## EXERCISE INSTRUCTIONS:
Your task is to give the number of lines below that contain "auth". Give no other text.

(Stored records)

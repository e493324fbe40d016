use std::env::VarError;
use std::str::FromStr;

pub trait ReadEnv {
    fn var(&self, key: &str) -> Result<String, VarError>;

    /// Reads and parses `key`.
    ///
    /// Returns `None` when the variable is unset, and `Some(Err(raw))` with the
    /// raw value when it is set but does not parse, so callers can log it.
    fn parsed<T: FromStr>(&self, key: &str) -> Option<Result<T, String>> {
        let raw = self.var(key).ok()?;
        let trimmed = raw.trim();
        Some(trimmed.parse::<T>().map_err(|_| raw.clone()))
    }
}
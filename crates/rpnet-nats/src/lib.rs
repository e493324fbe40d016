//! # rpnet-nats
//!
//! The substrate the coordination layer runs on: NATS JetStream key/value
//! buckets and streams.
//!
//! - [`KvBucket`]: revisioned get/put/create/update/delete plus watches.
//! - [`JetStream`] / [`StreamMessage`]: publish and durable pull consumers
//!   with explicit ack, nak-with-delay and bounded redelivery.
//! - [`connect`]: connection with reconnect backoff and lifecycle logging.
//! - In-memory [`mocks`] of both traits (with the `test-support` feature).
//!
//! Everything above this crate depends on the traits only, so any substrate
//! with the same guarantees can stand in for NATS.
//!
//! ```rust,no_run
//! use rpnet_nats::{NatsConfig, connect, kv};
//! use rpnet_std::env::SystemEnv;
//!
//! # async fn example() -> Result<(), Box<dyn std::error::Error>> {
//! let client = connect(&NatsConfig::from_env(&SystemEnv)).await?;
//! let js = async_nats::jetstream::new(client);
//! let bucket = kv::get_or_create_bucket(&js, kv::BucketConfig::new("cronjobs")).await?;
//! # Ok(())
//! # }
//! ```

pub mod auth;
pub mod connect;
pub mod error;
pub mod kv;
pub mod stream;

#[cfg(any(test, feature = "test-support"))]
pub mod mocks;

pub use auth::{NatsAuth, NatsConfig};
pub use connect::{ConnectError, connect};
pub use error::{KvError, StreamError};
pub use kv::{KvBucket, KvEntry, KvOperation, KvWatch, NatsKv};
pub use stream::{ConsumerConfig, JetStream, NatsStream, StreamMessage, StreamMessages};

#[cfg(any(test, feature = "test-support"))]
pub use mocks::{MockKv, MockMessage, MockStream};

/// Whether a NATS subject or KV key matches a pattern that may contain the
/// `*` (one token) and `>` (one or more trailing tokens) wildcards.
pub fn subject_matches(pattern: &str, subject: &str) -> bool {
    let mut pattern_tokens = pattern.split('.');
    let mut subject_tokens = subject.split('.');
    loop {
        match (pattern_tokens.next(), subject_tokens.next()) {
            (Some(">"), Some(_)) => return true,
            (Some("*"), Some(_)) => {}
            (Some(p), Some(s)) if p == s => {}
            (None, None) => return true,
            _ => return false,
        }
    }
}

#[cfg(test)]
mod tests {
    use super::subject_matches;

    #[test]
    fn exact_subject_matches() {
        assert!(subject_matches("cron.schedule", "cron.schedule"));
        assert!(!subject_matches("cron.schedule", "cron.complete"));
    }

    #[test]
    fn full_wildcard_matches_one_or_more_tokens() {
        assert!(subject_matches(">", "LOCK.jobs"));
        assert!(subject_matches("cron.>", "cron.schedule"));
        assert!(subject_matches("cron.>", "cron.a.b"));
        assert!(!subject_matches("cron.>", "cron"));
    }

    #[test]
    fn token_wildcard_matches_exactly_one_token() {
        assert!(subject_matches("jobs.*", "jobs.backup"));
        assert!(!subject_matches("jobs.*", "jobs.backup.extra"));
        assert!(!subject_matches("jobs.*", "jobs"));
    }
}
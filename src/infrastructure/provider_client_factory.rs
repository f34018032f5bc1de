//! Provider Client Factory
//!
//! Builds the adapter matching an account's provider. The `Provider` enum
//! is closed: adding a broker means adding a variant and an arm here,
//! never shape-sniffing at call sites.

use std::sync::Arc;

use crate::domain::entities::provider::Provider;
use crate::domain::repositories::account_registry::AccountInfo;
use crate::domain::repositories::provider_client::ProviderClient;
use crate::infrastructure::bingx_client::BingxClient;
use crate::infrastructure::bitunix_client::BitunixClient;
use crate::secrets::ProviderCredentials;

/// Seam for constructing provider clients, so tests can substitute a
/// scripted client for the real adapters.
pub trait ProviderClientBuilder: Send + Sync {
    fn build(
        &self,
        account: &AccountInfo,
        credentials: ProviderCredentials,
    ) -> Arc<dyn ProviderClient>;
}

pub struct ProviderClientFactory;

impl ProviderClientFactory {
    pub fn create(
        account: &AccountInfo,
        credentials: ProviderCredentials,
    ) -> Arc<dyn ProviderClient> {
        match account.provider {
            Provider::Bingx => Arc::new(BingxClient::new(&account.external_id, credentials)),
            Provider::Bitunix => Arc::new(BitunixClient::new(&account.external_id, credentials)),
        }
    }
}

impl ProviderClientBuilder for ProviderClientFactory {
    fn build(
        &self,
        account: &AccountInfo,
        credentials: ProviderCredentials,
    ) -> Arc<dyn ProviderClient> {
        Self::create(account, credentials)
    }
}
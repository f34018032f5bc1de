//! Account Registry Trait
//!
//! Maps an opaque account reference onto the provider-side identity the
//! engine needs. The surrounding application owns account CRUD; the engine
//! only consumes this interface.

use async_trait::async_trait;

use crate::domain::entities::provider::Provider;
use crate::domain::errors::SyncError;

/// Everything the engine needs to know about one journal account.
#[derive(Debug, Clone, PartialEq, Eq)]
pub struct AccountInfo {
    /// Opaque reference the caller used.
    pub account_ref: String,
    /// The provider's identifier for the account; part of every trade key.
    pub external_id: String,
    pub provider: Provider,
    /// Day-boundary offset for rollups, minutes east of UTC.
    pub utc_offset_minutes: i32,
}

/// Resolves account references for the sync entry point.
#[async_trait]
pub trait AccountRegistry: Send + Sync {
    /// Unknown references and unknown provider names are configuration
    /// errors surfaced as [`SyncError`], never a runtime fallback.
    async fn resolve(&self, account_ref: &str) -> Result<AccountInfo, SyncError>;
}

## FINAL ANSWER:
2